Stored data:
++++++++++++++++++++
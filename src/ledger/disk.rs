use super::*;
use crate::*;
use std::io::Write;
use std::path::Path;
use std::path::PathBuf;
use std::time::SystemTime;

/// Default file name of the persisted ledger, also used for exports.
pub const LEDGER_FILE: &str = "poker_points.json";

/// A [`Store`] backed by a single pretty-printed JSON file.
///
/// Each save writes a uniquely named temp file beside the target,
/// syncs it and renames it into place, so readers and other handles
/// on the same path only ever see complete documents.
#[derive(Debug, Clone)]
pub struct Disk {
    path: PathBuf,
}

impl Disk {
    pub fn new(path: impl AsRef<Path>) -> Self {
        Self {
            path: path.as_ref().to_path_buf(),
        }
    }
    pub fn path(&self) -> &Path {
        &self.path
    }
    /// Directory holding the ledger, where temp files must live
    /// for the final rename to stay on one file system.
    fn dir(&self) -> &Path {
        match self.path.parent() {
            Some(dir) if !dir.as_os_str().is_empty() => dir,
            _ => Path::new("."),
        }
    }
}

impl Default for Disk {
    fn default() -> Self {
        Self::new(LEDGER_FILE)
    }
}

impl Store for Disk {
    fn load(&self) -> Result<Ledger> {
        match std::fs::read_to_string(&self.path) {
            Err(e) if e.kind() == std::io::ErrorKind::NotFound => Ok(Ledger::default()),
            Err(e) => Err(LedgerError::Storage(e)),
            Ok(text) => Ledger::try_from(text.as_str()).map_err(|e| {
                log::error!("{} is corrupt: {}", self.path.display(), e);
                LedgerError::Corrupt(e)
            }),
        }
    }
    fn save(&self, ledger: &Ledger) -> Result<()> {
        let text = ledger.json().map_err(std::io::Error::from)?;
        let mut temp = tempfile::NamedTempFile::new_in(self.dir())?;
        temp.write_all(text.as_bytes())?;
        temp.as_file().sync_all()?;
        temp.persist(&self.path).map_err(|e| e.error)?;
        log::debug!("saved {} users to {}", ledger.len(), self.path.display());
        Ok(())
    }
    fn modified(&self) -> Result<Option<SystemTime>> {
        match std::fs::metadata(&self.path) {
            Err(e) if e.kind() == std::io::ErrorKind::NotFound => Ok(None),
            Err(e) => Err(LedgerError::Storage(e)),
            Ok(meta) => Ok(Some(meta.modified()?)),
        }
    }
}

#[cfg(test)]
mod tests {
    use super::*;

    fn ledger(pairs: &[(&str, Points)]) -> Ledger {
        pairs.iter().map(|(u, p)| (u.to_string(), *p)).collect()
    }

    #[test]
    fn missing_file_loads_empty() {
        let dir = tempfile::tempdir().unwrap();
        let disk = Disk::new(dir.path().join(LEDGER_FILE));
        assert!(disk.load().unwrap().is_empty());
        assert!(disk.modified().unwrap().is_none());
    }

    #[test]
    fn save_then_load_round_trips() {
        let dir = tempfile::tempdir().unwrap();
        let disk = Disk::new(dir.path().join(LEDGER_FILE));
        let book = ledger(&[("alice", 12), ("bob", -4), ("carol", 0)]);
        disk.save(&book).unwrap();
        assert!(disk.load().unwrap() == book);
        assert!(disk.modified().unwrap().is_some());
    }

    #[test]
    fn save_overwrites_without_merging() {
        let dir = tempfile::tempdir().unwrap();
        let disk = Disk::new(dir.path().join(LEDGER_FILE));
        disk.save(&ledger(&[("alice", 1), ("bob", 2)])).unwrap();
        disk.save(&ledger(&[("carol", 3)])).unwrap();
        assert!(disk.load().unwrap() == ledger(&[("carol", 3)]));
    }

    #[test]
    fn save_leaves_no_temp_file_behind() {
        let dir = tempfile::tempdir().unwrap();
        let disk = Disk::new(dir.path().join(LEDGER_FILE));
        disk.save(&ledger(&[("alice", 1)])).unwrap();
        let names = std::fs::read_dir(dir.path())
            .unwrap()
            .map(|e| e.unwrap().file_name())
            .collect::<Vec<_>>();
        assert!(names == vec![std::ffi::OsString::from(LEDGER_FILE)]);
    }

    #[test]
    fn file_is_pretty_printed() {
        let dir = tempfile::tempdir().unwrap();
        let disk = Disk::new(dir.path().join(LEDGER_FILE));
        disk.save(&ledger(&[("alice", 1)])).unwrap();
        let text = std::fs::read_to_string(disk.path()).unwrap();
        assert!(text == "{\n  \"alice\": 1\n}");
    }

    #[test]
    fn malformed_content_is_corruption_not_empty() {
        let dir = tempfile::tempdir().unwrap();
        let disk = Disk::new(dir.path().join(LEDGER_FILE));
        std::fs::write(disk.path(), "[1, 2, 3]").unwrap();
        assert!(matches!(disk.load(), Err(LedgerError::Corrupt(_))));
        std::fs::write(disk.path(), "{\"alice\": ").unwrap();
        assert!(matches!(disk.load(), Err(LedgerError::Corrupt(_))));
    }

    #[test]
    fn relative_paths_save_beside_the_file() {
        let disk = Disk::new(LEDGER_FILE);
        assert!(disk.dir() == Path::new("."));
    }

    #[test]
    fn handles_sharing_a_path_never_tear_the_file() {
        let dir = tempfile::tempdir().unwrap();
        let ref path = dir.path().join(LEDGER_FILE);
        let big = |seed: Points| {
            (0..500)
                .map(|i| (format!("player-{:03}", i), seed + i))
                .collect::<Ledger>()
        };
        Disk::new(path).save(&big(0)).unwrap();
        let writers = (1..=2)
            .map(|seed| {
                let disk = Disk::new(path);
                let ledger = big(seed * 1000);
                std::thread::spawn(move || {
                    for _ in 0..100 {
                        disk.save(&ledger).unwrap();
                    }
                })
            })
            .collect::<Vec<_>>();
        let reader = Disk::new(path);
        while writers.iter().any(|w| !w.is_finished()) {
            assert!(reader.load().unwrap().len() == 500);
        }
        for writer in writers {
            writer.join().unwrap();
        }
        assert!(reader.load().unwrap().len() == 500);
        assert!(std::fs::read_dir(dir.path()).unwrap().count() == 1);
    }

    #[test]
    fn unreadable_location_is_a_storage_error() {
        let dir = tempfile::tempdir().unwrap();
        let disk = Disk::new(dir.path());
        assert!(matches!(disk.load(), Err(LedgerError::Storage(_))));
    }
}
++++++++++++++++++++
Problem details | The required output is the entries from their opening line through the line holding "Each save writes", repeated exactly, with both end lines kept.

Your response |
filename src/ledger/disk.rs
use super::*;
use crate::*;
use std::io::Write;
use std::path::Path;
use std::path::PathBuf;
use std::time::SystemTime;

/// Default file name of the persisted ledger, also used for exports.
pub const LEDGER_FILE: &str = "poker_points.json";

/// A [`Store`] backed by a single pretty-printed JSON file.
///
/// Each save writes a uniquely named temp file beside the target,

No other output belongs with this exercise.